%%

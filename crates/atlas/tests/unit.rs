//! End-to-end pipeline tests: fixture source -> harvest -> engine

use async_trait::async_trait;

use atlas::engine::{filter_pois, unique_categories, DashboardStats, PoiFilter};
use atlas::fetch::{harvest, PoiSource};
use atlas::model::{Poi, RawPoi};
use atlas::store::StoreError;

/// In-memory page source serving a fixed row set
struct RowSource {
  rows: Vec<RawPoi>,
}

impl RowSource {
  fn new(rows: Vec<RawPoi>) -> Self {
    Self { rows }
  }

  fn synthetic(total: usize) -> Self {
    let rows = (0..total)
      .map(|idx| RawPoi {
        title: Some(format!("poi_{idx}")),
        category_name: Some(if idx % 2 == 0 { "Cafe" } else { "Bank" }.to_string()),
        reviews_count: Some(idx.to_string()),
        ..RawPoi::default()
      })
      .collect();
    Self { rows }
  }
}

#[async_trait]
impl PoiSource for RowSource {
  async fn fetch_page(&self, offset: usize, limit: usize) -> Result<Vec<RawPoi>, StoreError> {
    let end = (offset + limit).min(self.rows.len());
    if offset >= self.rows.len() {
      return Ok(Vec::new());
    }
    Ok(self.rows[offset..end].to_vec())
  }
}

fn raw(title: &str, category: &str, reviews: &str) -> RawPoi {
  RawPoi {
    title: Some(title.to_string()),
    category_name: Some(category.to_string()),
    reviews_count: Some(reviews.to_string()),
    ..RawPoi::default()
  }
}

#[tokio::test]
async fn category_and_threshold_filter_selects_expected_subset() {
  // Two records, a category filter, and a review threshold only the
  // first record clears
  let source = RowSource::new(vec![raw("cafe_one", "Cafe", "10"), raw("bank_one", "Bank", "0")]);

  let outcome = harvest(&source, 1000).await;
  assert!(outcome.complete);
  assert_eq!(outcome.pois.len(), 2);

  let filter = PoiFilter { category: Some("Cafe".to_string()), min_reviews: 5 };
  let filtered = filter_pois(&outcome.pois, &filter);

  assert_eq!(filtered.len(), 1);
  assert_eq!(filtered[0].title, "cafe_one");
}

#[tokio::test]
async fn empty_source_degrades_every_statistic() {
  let source = RowSource::new(Vec::new());

  let outcome = harvest(&source, 1000).await;
  assert!(outcome.complete);

  let stats = DashboardStats::compute(&outcome.pois);
  assert_eq!(stats.total_pois, 0);
  assert_eq!(stats.average_reviews, 0);
  assert!(stats.most_reviewed.is_none());
  assert_eq!(stats.total_categories, 0);
  assert!(unique_categories(&outcome.pois).is_empty());
}

#[tokio::test]
async fn two_thousand_records_at_page_size_one_thousand() {
  // Exactly two full pages plus the trailing zero-row request proving
  // end-of-data
  let source = RowSource::synthetic(2000);

  let outcome = harvest(&source, 1000).await;
  assert!(outcome.complete);
  assert_eq!(outcome.pois.len(), 2000);
  assert_eq!(outcome.pages_fetched, 3);
}

#[tokio::test]
async fn null_reviews_count_flows_through_totals() {
  let source = RowSource::new(vec![
    RawPoi { title: Some("no_reviews".to_string()), reviews_count: None, ..RawPoi::default() },
    raw("reviewed", "Cafe", "8"),
  ]);

  let outcome = harvest(&source, 1000).await;
  let stats = DashboardStats::compute(&outcome.pois);

  assert_eq!(stats.total_pois, 2);
  assert_eq!(stats.total_reviews, 8);
  assert_eq!(stats.average_reviews, 4);
}

#[tokio::test]
async fn pagination_round_trip_returns_exactly_n_records() {
  for total in [0usize, 1, 9, 10, 11, 20, 25] {
    let source = RowSource::synthetic(total);
    let outcome = harvest(&source, 10).await;
    assert!(outcome.complete, "harvest of {total} rows should complete");
    assert_eq!(outcome.pois.len(), total, "harvest of {total} rows");
  }
}

#[tokio::test]
async fn filtered_count_bounded_by_total_for_many_filters() {
  let source = RowSource::synthetic(100);
  let outcome = harvest(&source, 30).await;

  for category in [None, Some("Cafe".to_string()), Some("Bank".to_string())] {
    for min_reviews in [0u64, 1, 50, 1000] {
      let filter = PoiFilter { category: category.clone(), min_reviews };
      let filtered = filter_pois(&outcome.pois, &filter);
      assert!(filtered.len() <= outcome.pois.len());

      let review_sum: u64 = filtered.iter().map(|poi| poi.reviews).sum();
      let total_sum: u64 = outcome.pois.iter().map(|poi| poi.reviews).sum();
      assert!(review_sum <= total_sum);
    }
  }
}

#[tokio::test]
async fn stats_are_stable_across_recomputation() {
  let source = RowSource::synthetic(50);
  let outcome = harvest(&source, 10).await;

  let first = DashboardStats::compute(&outcome.pois);
  let second = DashboardStats::compute(&outcome.pois);

  assert_eq!(serde_json::to_value(&first).unwrap(), serde_json::to_value(&second).unwrap());
}

#[tokio::test]
async fn extrema_come_from_the_harvested_set() {
  let source = RowSource::synthetic(25);
  let outcome = harvest(&source, 7).await;
  let stats = DashboardStats::compute(&outcome.pois);

  let most = stats.most_reviewed.expect("non-empty set has a maximum");
  let least = stats.least_reviewed.expect("non-empty set has a minimum");

  assert!(outcome.pois.iter().all(|poi: &Poi| poi.reviews <= most.reviews));
  assert!(outcome.pois.iter().all(|poi: &Poi| poi.reviews >= least.reviews));
}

%%

[PROBLEM]
What you give back should be exactly the lines of the data above from the line with "assert_eq!(outcome.pages_fetched, 3);" through the line with "async fn pagination_round_trip_returns_exactly_n_records()", both of those included, and nothing more.

[ANSWER AREA]
  assert_eq!(outcome.pages_fetched, 3);
}

#[tokio::test]
async fn null_reviews_count_flows_through_totals() {
  let source = RowSource::new(vec![
    RawPoi { title: Some("no_reviews".to_string()), reviews_count: None, ..RawPoi::default() },
    raw("reviewed", "Cafe", "8"),
  ]);

  let outcome = harvest(&source, 1000).await;
  let stats = DashboardStats::compute(&outcome.pois);

  assert_eq!(stats.total_pois, 2);
  assert_eq!(stats.total_reviews, 8);
  assert_eq!(stats.average_reviews, 4);
}

#[tokio::test]
async fn pagination_round_trip_returns_exactly_n_records() {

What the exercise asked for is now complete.